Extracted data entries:
━━━━

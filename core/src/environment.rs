//! Injected dependencies that are not persistence.
//!
//! All time-dependent rules (registration closes at the start time, feedback
//! opens at it, reminder windows) read the time through [`Clock`] so tests can
//! pin it.

use chrono::{DateTime, Utc};

/// Clock trait - abstracts time operations for testability
///
/// # Examples
///
/// ```
/// use seatledger_core::environment::{Clock, SystemClock};
///
/// let clock = SystemClock;
/// let before = chrono::Utc::now();
/// assert!(clock.now() >= before);
/// ```
pub trait Clock: Send + Sync {
    /// Get the current time
    fn now(&self) -> DateTime<Utc>;
}

/// Production clock backed by the system time.
#[derive(Clone, Copy, Debug, Default)]
pub struct SystemClock;

impl Clock for SystemClock {
    fn now(&self) -> DateTime<Utc> {
        Utc::now()
    }
}
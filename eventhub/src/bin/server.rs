//! Eventhub HTTP server.
//!
//! Seat ledger over `PostgreSQL` with a REST API and a live change feed.

use anyhow::Context;
use eventhub::{
    Config,
    auth::JwtVerifier,
    blob::LocalBlobStore,
    metrics, notifier,
    server::{AppState, Integrations, build_router},
};
use seatledger_core::environment::SystemClock;
use seatledger_postgres::{PostgresChangeFeed, PostgresStore};
use std::net::SocketAddr;
use std::sync::Arc;
use tokio::signal;
use tower_http::services::ServeDir;
use tracing::{error, info};
use tracing_subscriber::{layer::SubscriberExt, util::SubscriberInitExt};

#[tokio::main]
async fn main() -> anyhow::Result<()> {
    // A missing .env file is fine
    let _ = dotenvy::dotenv();

    tracing_subscriber::registry()
        .with(
            tracing_subscriber::EnvFilter::try_from_default_env()
                .unwrap_or_else(|_| "info,eventhub=debug,sqlx=warn".into()),
        )
        .with(tracing_subscriber::fmt::layer())
        .init();

    info!("Starting eventhub server");

    let config = Config::from_env();
    info!(
        server = %config.server_addr(),
        metrics = %config.metrics_addr(),
        notifier = config.notifier.url.as_deref().unwrap_or("log only"),
        blob_dir = %config.blobs.dir.display(),
        "Configuration loaded"
    );

    let metrics_addr: SocketAddr = config
        .metrics_addr()
        .parse()
        .context("Invalid metrics address")?;
    metrics::install_exporter(metrics_addr).context("Failed to start metrics exporter")?;
    metrics::register_metrics();
    info!(address = %metrics_addr, "Metrics exporter listening");

    info!("Connecting to database...");
    let store = Arc::new(
        PostgresStore::connect_with(config.database.pool_options(), &config.database.url)
            .await
            .context("Failed to connect to database")?,
    );
    if config.database.run_migrations {
        store.migrate().await.context("Failed to run migrations")?;
    }
    info!("Database connected");

    let feed = PostgresChangeFeed::start(&store)
        .await
        .context("Failed to start change feed")?;

    let integrations = Integrations {
        feed: Arc::new(feed),
        notifier: notifier::from_config(&config.notifier)
            .context("Failed to build notifier client")?,
        blobs: Arc::new(LocalBlobStore::from_config(&config.blobs)),
        clock: Arc::new(SystemClock),
        jwt: Arc::new(JwtVerifier::new(&config.auth.jwt_secret)),
        reminder_window: config.reminder_window(),
        max_upload_bytes: config.blobs.max_upload_bytes,
    };
    let state = AppState::new(store, integrations);

    let app = build_router(state).nest_service("/static", ServeDir::new(&config.blobs.dir));

    let addr = config.server_addr();
    let listener = tokio::net::TcpListener::bind(&addr)
        .await
        .with_context(|| format!("Failed to bind {addr}"))?;
    info!(address = %addr, "Server listening");

    axum::serve(listener, app)
        .with_graceful_shutdown(shutdown_signal())
        .await?;

    info!("Server stopped");
    Ok(())
}

/// Resolve on Ctrl+C or SIGTERM.
async fn shutdown_signal() {
    let ctrl_c = async {
        if let Err(e) = signal::ctrl_c().await {
            error!(error = %e, "Failed to install Ctrl+C handler");
            std::future::pending::<()>().await;
        }
    };

    #[cfg(unix)]
    let terminate = async {
        match signal::unix::signal(signal::unix::SignalKind::terminate()) {
            Ok(mut sigterm) => {
                sigterm.recv().await;
            }
            Err(e) => {
                error!(error = %e, "Failed to install SIGTERM handler");
                std::future::pending::<()>().await;
            }
        }
    };

    #[cfg(not(unix))]
    let terminate = std::future::pending::<()>();

    tokio::select! {
        () = ctrl_c => {
            info!("Received Ctrl+C signal, shutting down gracefully...");
        },
        () = terminate => {
            info!("Received SIGTERM signal, shutting down gracefully...");
        },
    }
}
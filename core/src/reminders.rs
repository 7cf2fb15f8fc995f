//! Reminder dispatch for events starting soon.

use crate::catalog::require_admin;
use crate::environment::Clock;
use crate::error::{LedgerError, Result};
use crate::notifier::{Notification, NotificationKind, Notifier};
use crate::store::{CatalogStore, RegistrationStore};
use crate::types::{Actor, EventOrder, EventQuery};
use chrono::Duration;
use std::sync::Arc;

/// Default look-ahead for reminders, in hours.
pub const DEFAULT_REMINDER_WINDOW_HOURS: i64 = 24;

/// Sends `reminder` notifications to attendees of upcoming events.
#[derive(Clone)]
pub struct ReminderService {
    events: Arc<dyn CatalogStore>,
    registrations: Arc<dyn RegistrationStore>,
    notifier: Arc<dyn Notifier>,
    clock: Arc<dyn Clock>,
}

impl ReminderService {
    /// Create a reminder service.
    #[must_use]
    pub fn new(
        events: Arc<dyn CatalogStore>,
        registrations: Arc<dyn RegistrationStore>,
        notifier: Arc<dyn Notifier>,
        clock: Arc<dyn Clock>,
    ) -> Self {
        Self {
            events,
            registrations,
            notifier,
            clock,
        }
    }

    /// Remind every registered user of each event starting in `(now, now + window]`.
    ///
    /// Returns the number of notifications dispatched. Delivery is
    /// fire-and-forget, so the count is of requests, not of delivered emails.
    ///
    /// # Errors
    ///
    /// - [`LedgerError::AdminOnly`]
    /// - [`LedgerError::Invalid`] for a non-positive window
    /// - [`LedgerError::Unavailable`]
    #[tracing::instrument(skip(self), fields(user_id = %actor.user_id))]
    pub async fn send_reminders(&self, actor: &Actor, window: Duration) -> Result<usize> {
        require_admin(actor)?;
        if window <= Duration::zero() {
            return Err(LedgerError::Invalid(
                "reminder window must be positive".to_string(),
            ));
        }

        let now = self.clock.now();
        let upcoming = self
            .events
            .list_events(EventQuery {
                starting_from: Some(now),
                starting_until: Some(now + window),
                order: EventOrder::DateAscending,
                ..EventQuery::default()
            })
            .await?;

        let mut sent = 0usize;
        for event in upcoming.iter().filter(|e| !e.has_started(now)) {
            let attendees = self.registrations.registrations_for_event(event.id).await?;
            for registration in &attendees {
                self.notifier.dispatch(Notification::new(
                    event.id,
                    registration.user_id,
                    NotificationKind::Reminder,
                ));
            }
            tracing::debug!(event_id = %event.id, attendees = attendees.len(), "Reminders queued");
            sent += attendees.len();
        }

        tracing::info!(events = upcoming.len(), sent, "Reminder run finished");
        metrics::counter!("seatledger_reminders_sent_total")
            .increment(u64::try_from(sent).unwrap_or(u64::MAX));
        Ok(sent)
    }
}
//! Seat ledger behaviour against the in-memory persistence service.

#![allow(clippy::unwrap_used)] // Tests can unwrap
#![allow(clippy::expect_used)] // Tests can expect

use chrono::Duration;
use seatledger_core::environment::Clock;
use seatledger_core::error::{ErrorKind, LedgerError};
use seatledger_core::notifier::NotificationKind;
use seatledger_core::types::{EventId, RegistrationId, RegistrationStatus};
use seatledger_testing::{InMemoryStore, RecordingNotifier, fixtures, test_clock};
use std::sync::Arc;

/// Checks `available = total - registrations` and `0 <= available <= total`.
fn assert_invariant(store: &InMemoryStore, event_id: EventId) {
    let event = store.event(event_id).expect("event exists");
    let held = store.registration_count(event_id);
    assert!(event.available_seats <= event.total_seats);
    assert_eq!(event.available_seats, event.total_seats - held);
}

#[tokio::test]
async fn register_claims_one_seat_and_notifies() {
    let clock = test_clock();
    let store = InMemoryStore::new();
    let notifier = RecordingNotifier::new();
    let ledger = fixtures::ledger_with_notifier(&store, &clock, &notifier);
    let event = store.seed_event(fixtures::event(&clock).seats(10).build());
    let alice = fixtures::attendee();

    let registration = ledger.register(&alice, event.id).await.unwrap();

    assert_eq!(registration.status, RegistrationStatus::Confirmed);
    assert_eq!(registration.user_id, alice.user_id);
    assert_eq!(registration.registered_at, clock.now());
    assert_eq!(store.event(event.id).unwrap().available_seats, 9);
    assert_eq!(notifier.count(NotificationKind::Registration), 1);
    assert_invariant(&store, event.id);
}

#[tokio::test]
async fn register_distinguishes_failures() {
    let clock = test_clock();
    let store = InMemoryStore::new();
    let ledger = fixtures::ledger(&store, &clock);
    let user = fixtures::attendee();

    let missing = EventId::new();
    assert_eq!(
        ledger.register(&user, missing).await,
        Err(LedgerError::EventNotFound(missing))
    );

    let past = store.seed_event(fixtures::event(&clock).starts_in(Duration::hours(-1)).build());
    assert_eq!(
        ledger.register(&user, past.id).await,
        Err(LedgerError::EventAlreadyStarted(past.id))
    );

    let full = store.seed_event(fixtures::event(&clock).seats(1).build());
    ledger.register(&fixtures::attendee(), full.id).await.unwrap();
    let err = ledger.register(&user, full.id).await.unwrap_err();
    assert_eq!(err, LedgerError::SoldOut(full.id));
    assert_eq!(err.kind(), ErrorKind::Conflict);
    assert_eq!(err.code(), "SOLD_OUT");
}

#[tokio::test]
async fn registration_closes_exactly_at_start_time() {
    let clock = test_clock();
    let store = InMemoryStore::new();
    let ledger = fixtures::ledger(&store, &clock);
    let event = store.seed_event(fixtures::event(&clock).starts_in(Duration::minutes(1)).build());

    clock.advance(Duration::minutes(1));

    assert_eq!(
        ledger.register(&fixtures::attendee(), event.id).await,
        Err(LedgerError::EventAlreadyStarted(event.id))
    );
    assert_eq!(store.event(event.id).unwrap().available_seats, 10);
}

#[tokio::test]
async fn second_register_by_same_user_is_rejected() {
    let clock = test_clock();
    let store = InMemoryStore::new();
    let ledger = fixtures::ledger(&store, &clock);
    let event = store.seed_event(fixtures::event(&clock).seats(5).build());
    let alice = fixtures::attendee();

    ledger.register(&alice, event.id).await.unwrap();
    let err = ledger.register(&alice, event.id).await.unwrap_err();

    assert_eq!(
        err,
        LedgerError::AlreadyRegistered {
            event_id: event.id,
            user_id: alice.user_id
        }
    );
    assert_eq!(store.event(event.id).unwrap().available_seats, 4);
    assert_invariant(&store, event.id);
}

#[tokio::test]
async fn cancel_gives_the_seat_back_once() {
    let clock = test_clock();
    let store = InMemoryStore::new();
    let notifier = RecordingNotifier::new();
    let ledger = fixtures::ledger_with_notifier(&store, &clock, &notifier);
    let event = store.seed_event(fixtures::event(&clock).seats(3).build());
    let alice = fixtures::attendee();
    let registration = ledger.register(&alice, event.id).await.unwrap();

    ledger.cancel(&alice, registration.id).await.unwrap();
    assert_eq!(store.event(event.id).unwrap().available_seats, 3);

    // Retried cancel
    assert_eq!(
        ledger.cancel(&alice, registration.id).await,
        Err(LedgerError::RegistrationNotFound(registration.id))
    );
    assert_eq!(store.event(event.id).unwrap().available_seats, 3);
    assert_eq!(notifier.count(NotificationKind::Cancellation), 1);
    assert_invariant(&store, event.id);
}

#[tokio::test]
async fn cancel_by_someone_else_is_forbidden() {
    let clock = test_clock();
    let store = InMemoryStore::new();
    let ledger = fixtures::ledger(&store, &clock);
    let event = store.seed_event(fixtures::event(&clock).seats(3).build());
    let alice = fixtures::attendee();
    let registration = ledger.register(&alice, event.id).await.unwrap();

    let err = ledger
        .cancel(&fixtures::attendee(), registration.id)
        .await
        .unwrap_err();

    assert_eq!(err, LedgerError::NotOwner(registration.id));
    assert_eq!(err.kind(), ErrorKind::Forbidden);
    assert_eq!(store.event(event.id).unwrap().available_seats, 2);

    let unknown = RegistrationId::new();
    assert_eq!(
        ledger.cancel(&alice, unknown).await,
        Err(LedgerError::RegistrationNotFound(unknown))
    );
}

#[tokio::test]
async fn re_registering_after_cancel_creates_a_fresh_registration() {
    let clock = test_clock();
    let store = InMemoryStore::new();
    let ledger = fixtures::ledger(&store, &clock);
    let event = store.seed_event(fixtures::event(&clock).seats(2).build());
    let alice = fixtures::attendee();

    let first = ledger.register(&alice, event.id).await.unwrap();
    ledger.cancel(&alice, first.id).await.unwrap();
    let second = ledger.register(&alice, event.id).await.unwrap();

    assert_ne!(first.id, second.id);
    assert_eq!(store.event(event.id).unwrap().available_seats, 1);
}

#[tokio::test]
async fn adjust_capacity_recomputes_from_registrations() {
    let clock = test_clock();
    let store = InMemoryStore::new();
    let ledger = fixtures::ledger(&store, &clock);
    let event = store.seed_event(fixtures::event(&clock).seats(5).build());
    for _ in 0..3 {
        ledger.register(&fixtures::attendee(), event.id).await.unwrap();
    }

    let grown = ledger
        .adjust_capacity(&fixtures::admin(), event.id, 8)
        .await
        .unwrap();
    assert_eq!((grown.total_seats, grown.available_seats), (8, 5));

    let shrunk = ledger
        .adjust_capacity(&fixtures::admin(), event.id, 3)
        .await
        .unwrap();
    assert_eq!((shrunk.total_seats, shrunk.available_seats), (3, 0));
    assert_invariant(&store, event.id);
}

#[tokio::test]
async fn adjust_capacity_below_demand_changes_nothing() {
    let clock = test_clock();
    let store = InMemoryStore::new();
    let ledger = fixtures::ledger(&store, &clock);
    let event = store.seed_event(fixtures::event(&clock).seats(5).build());
    for _ in 0..3 {
        ledger.register(&fixtures::attendee(), event.id).await.unwrap();
    }

    let err = ledger
        .adjust_capacity(&fixtures::admin(), event.id, 2)
        .await
        .unwrap_err();

    assert_eq!(
        err,
        LedgerError::CapacityBelowDemand {
            requested: 2,
            active: 3
        }
    );
    let row = store.event(event.id).unwrap();
    assert_eq!((row.total_seats, row.available_seats), (5, 2));
}

#[tokio::test]
async fn adjust_capacity_requires_admin_and_positive_total() {
    let clock = test_clock();
    let store = InMemoryStore::new();
    let ledger = fixtures::ledger(&store, &clock);
    let event = store.seed_event(fixtures::event(&clock).build());

    assert_eq!(
        ledger
            .adjust_capacity(&fixtures::attendee(), event.id, 50)
            .await,
        Err(LedgerError::AdminOnly)
    );
    let zero = ledger
        .adjust_capacity(&fixtures::admin(), event.id, 0)
        .await
        .unwrap_err();
    assert_eq!(zero.kind(), ErrorKind::Invalid);

    let missing = EventId::new();
    assert_eq!(
        ledger.adjust_capacity(&fixtures::admin(), missing, 5).await,
        Err(LedgerError::EventNotFound(missing))
    );
}

#[tokio::test]
async fn reconcile_repairs_drifted_counter() {
    let clock = test_clock();
    let store = InMemoryStore::new();
    let ledger = fixtures::ledger(&store, &clock);
    let event = store.seed_event(fixtures::event(&clock).seats(10).build());
    for _ in 0..4 {
        ledger.register(&fixtures::attendee(), event.id).await.unwrap();
    }
    store.force_available_seats(event.id, 9);

    assert_eq!(
        ledger.reconcile(&fixtures::attendee(), event.id).await,
        Err(LedgerError::AdminOnly)
    );
    let fixed = ledger.reconcile(&fixtures::admin(), event.id).await.unwrap();

    assert_eq!(fixed.available_seats, 6);
    assert_invariant(&store, event.id);
}

#[tokio::test]
async fn view_availability_reads_committed_counts() {
    let clock = test_clock();
    let store = InMemoryStore::new();
    let ledger = fixtures::ledger(&store, &clock);
    let event = store.seed_event(fixtures::event(&clock).seats(2).build());
    ledger.register(&fixtures::attendee(), event.id).await.unwrap();

    let availability = ledger.view_availability(event.id).await.unwrap();
    assert_eq!(availability.available_seats, 1);
    assert_eq!(availability.taken(), 1);

    let missing = EventId::new();
    assert_eq!(
        ledger.view_availability(missing).await,
        Err(LedgerError::EventNotFound(missing))
    );
}

#[tokio::test]
async fn store_outage_surfaces_as_unavailable() {
    let clock = test_clock();
    let store = InMemoryStore::new();
    let notifier = RecordingNotifier::new();
    let ledger = fixtures::ledger_with_notifier(&store, &clock, &notifier);
    let event = store.seed_event(fixtures::event(&clock).build());

    store.set_unavailable(true);
    let err = ledger
        .register(&fixtures::attendee(), event.id)
        .await
        .unwrap_err();

    assert_eq!(err.kind(), ErrorKind::Unavailable);
    assert!(err.is_retryable());
    assert!(notifier.notifications().is_empty());
}

#[tokio::test(flavor = "multi_thread", worker_threads = 4)]
async fn last_seat_race_has_exactly_one_winner() {
    let clock = test_clock();
    let store = InMemoryStore::new();
    let ledger = Arc::new(fixtures::ledger(&store, &clock));
    let event = store.seed_event(fixtures::event(&clock).seats(1).build());

    let contenders: Vec<_> = (0..2)
        .map(|_| {
            let ledger = Arc::clone(&ledger);
            tokio::spawn(async move { ledger.register(&fixtures::attendee(), event.id).await })
        })
        .collect();
    let mut results = Vec::new();
    for handle in contenders {
        results.push(handle.await.unwrap());
    }

    assert_eq!(results.iter().filter(|r| r.is_ok()).count(), 1);
    assert!(
        results
            .iter()
            .any(|r| *r == Err(LedgerError::SoldOut(event.id)))
    );
    assert_eq!(store.event(event.id).unwrap().available_seats, 0);
    assert_invariant(&store, event.id);
}

#[tokio::test(flavor = "multi_thread", worker_threads = 4)]
async fn many_concurrent_registrations_never_oversell() {
    let clock = test_clock();
    let store = InMemoryStore::new();
    let ledger = Arc::new(fixtures::ledger(&store, &clock));
    let event = store.seed_event(fixtures::event(&clock).seats(25).build());

    let handles: Vec<_> = (0..100)
        .map(|_| {
            let ledger = Arc::clone(&ledger);
            tokio::spawn(async move { ledger.register(&fixtures::attendee(), event.id).await })
        })
        .collect();
    let mut confirmed = 0;
    for handle in handles {
        match handle.await.unwrap() {
            Ok(_) => confirmed += 1,
            Err(e) => assert_eq!(e, LedgerError::SoldOut(event.id)),
        }
    }

    assert_eq!(confirmed, 25);
    assert_invariant(&store, event.id);
}

/// Ten seats: register, cancel, fill to one left, then race for the last seat.
#[tokio::test(flavor = "multi_thread", worker_threads = 2)]
async fn end_to_end_scenario() {
    let clock = test_clock();
    let store = InMemoryStore::new();
    let ledger = Arc::new(fixtures::ledger(&store, &clock));
    let event = store.seed_event(fixtures::event(&clock).seats(10).build());

    let user_a = fixtures::attendee();
    let registration_a = ledger.register(&user_a, event.id).await.unwrap();
    assert_eq!(registration_a.status, RegistrationStatus::Confirmed);
    assert_eq!(ledger.view_availability(event.id).await.unwrap().available_seats, 9);

    ledger.cancel(&user_a, registration_a.id).await.unwrap();
    assert_eq!(ledger.view_availability(event.id).await.unwrap().available_seats, 10);
    assert_eq!(store.registration_count(event.id), 0);

    for _ in 0..9 {
        ledger.register(&fixtures::attendee(), event.id).await.unwrap();
    }
    assert_eq!(ledger.view_availability(event.id).await.unwrap().available_seats, 1);

    let (attendee_a, attendee_b) = (fixtures::attendee(), fixtures::attendee());
    let (first, second) = tokio::join!(
        ledger.register(&attendee_a, event.id),
        ledger.register(&attendee_b, event.id),
    );
    let outcomes = [first, second];
    assert_eq!(outcomes.iter().filter(|r| r.is_ok()).count(), 1);
    assert!(
        outcomes
            .iter()
            .any(|r| *r == Err(LedgerError::SoldOut(event.id)))
    );
    assert_eq!(ledger.view_availability(event.id).await.unwrap().available_seats, 0);
    assert_invariant(&store, event.id);
}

━━━━

■ TASK GOAL ■
The answer must be every line of the records that holds the string "anyhow".

■ SOLUTION TO THIS EXERCISE ■
use anyhow::Context;
async fn main() -> anyhow::Result<()> {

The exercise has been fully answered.